While the first group is inclined to minimize the significance of Trump’s achievements on behalf of Jews and Israel, they agree that he put the “peace process” on a positive trajectory—but this is not enough to overcome their personal revulsion toward Trump as a person, so they would never vote for him.

The second and larger group displays a trend unprecedented among American Jews since the end of WWII. They might initially respond like the smaller group in terms of priorities, but when pressed, they offer a more truthful answer that is striking in its brutality and honesty. They admit that they don’t care for the entire subject. They couldn’t care less about what President Trump has done or not done for Israel or American Jews. Those issues are irrelevant to them—including the issue of antisemitism, which, as far as they are concerned, comes under the general rubric of anti-racism and equality. Their lack of interest would apply even if it were Joe Biden or even Barack Obama who had made Trump’s decisions on Israel’s behalf.

Significantly, this group also believes that anyone who benefited from Trump’s presidency is forever stained as an enemy of the people. In the view of this group, everything touched by President Trump bears the mark of Cain, rendering all subjects of his interest and affection irredeemable. This includes Israel. Prior benign indifference has morphed into active dislike and even hatred of the Jewish State among many American Jews.
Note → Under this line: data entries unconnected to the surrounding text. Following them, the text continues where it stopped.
use super::messages::*;
use super::{Ballot, NodeId};

/// Encoding of the Acceptor role. The acceptor's memory is volatile; a
/// restarted acceptor starts over without promises.
#[derive(Debug)]
pub struct Acceptor {
    /// Identifier sent along with replies so that proposers and learners
    /// can tell acceptors apart
    id: NodeId,
    /// last promised ballot
    promised: Option<Ballot>,
    /// last accepted ballot/value pair
    accepted: Option<PromiseValue>,
}

impl Acceptor {
    /// New acceptor that has neither promised nor accepted anything.
    pub fn new(id: NodeId) -> Acceptor {
        Acceptor {
            id,
            promised: None,
            accepted: None,
        }
    }

    /// Identifier of the acceptor
    pub fn id(&self) -> NodeId {
        self.id
    }

    /// Ballot of the last promise
    pub fn promised(&self) -> Option<Ballot> {
        self.promised
    }

    /// Last accepted ballot and value
    pub fn accepted(&self) -> Option<&PromiseValue> {
        self.accepted.as_ref()
    }

    /// Handler for a PHASE 1A message sent from a proposer. A promise is
    /// only made for ballots strictly higher than the last promise, otherwise
    /// the message is ignored and the proposer will eventually time out.
    pub fn receive_phase1a(&mut self, msg: Phase1A) -> Option<Phase1B> {
        let Phase1A(proposal) = msg;

        if self.promised.filter(|b| *b >= proposal).is_some() {
            debug!(
                "Acceptor {} ignoring PHASE 1A for {:?}, promised {:?}",
                self.id, proposal, self.promised
            );
            return None;
        }

        debug!("Acceptor {} promising {:?}", self.id, proposal);
        self.promised = Some(proposal);

        Some(Phase1B {
            acceptor: self.id,
            rnd: proposal,
            accepted: self.accepted.clone(),
        })
    }

    /// Handler for a PHASE 2A message, which is sent from a proposer when a
    /// quorum for Phase 1 has been made. Ballots below the last promise are
    /// ignored.
    pub fn receive_phase2a(&mut self, msg: Phase2A) -> Option<Phase2B> {
        let Phase2A(proposal, value) = msg;

        if self.promised.filter(|b| *b > proposal).is_some() {
            debug!(
                "Acceptor {} ignoring PHASE 2A for {:?}, promised {:?}",
                self.id, proposal, self.promised
            );
            return None;
        }

        match self.accepted {
            Some(PromiseValue(bal, ref v)) if bal == proposal && *v == value => {
                trace!("Acceptor {} already accepted {:?}", self.id, proposal);
                return None;
            }
            Some(PromiseValue(bal, _)) if bal == proposal => {
                warn!(
                    "Acceptor {} received a second value for {:?}",
                    self.id, proposal
                );
            }
            _ => {}
        }

        debug!("Acceptor {} accepting {:?}", self.id, proposal);

        // an acceptor may miss the PHASE 1A and still take part in the
        // Phase 2 quorum, so the promise follows the accepted ballot
        self.promised = Some(proposal);
        self.accepted = Some(PromiseValue(proposal, value.clone()));

        Some(Phase2B {
            acceptor: self.id,
            rnd: proposal,
            value,
        })
    }
}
This development has an echo in the more distant past. The German Jews who were the first to settle in the US in the 19th century wanted to separate themselves from the rest of Jewry, including traditionalists and especially Zionists. The huge influx of Eastern European Jews and the events of the first half of the 20th century put a temporary halt to that tendency, but it did not stop it completely.

Why did President Trump go to the trouble of achieving his results for Israel in the first place? He knows the American Jewish community well—after all, his daughter and son-in-law are religious Jews. He has to have known that he couldn’t expect any gratitude from the self-righteous, reality-denying secular Jewish majority. He has not benefited one iota from his efforts on Israel’s behalf, all of which were politically risky.

The only possible answer is that he did these things because he thought they were right regardless of the consequences for himself, which is the behavior of a true friend. Most American Jews refused to credit him for his accomplishments because they no longer care about either Israel or their religion. The American elites have taken note of this apathy. If Jews stop caring about themselves, nobody else will.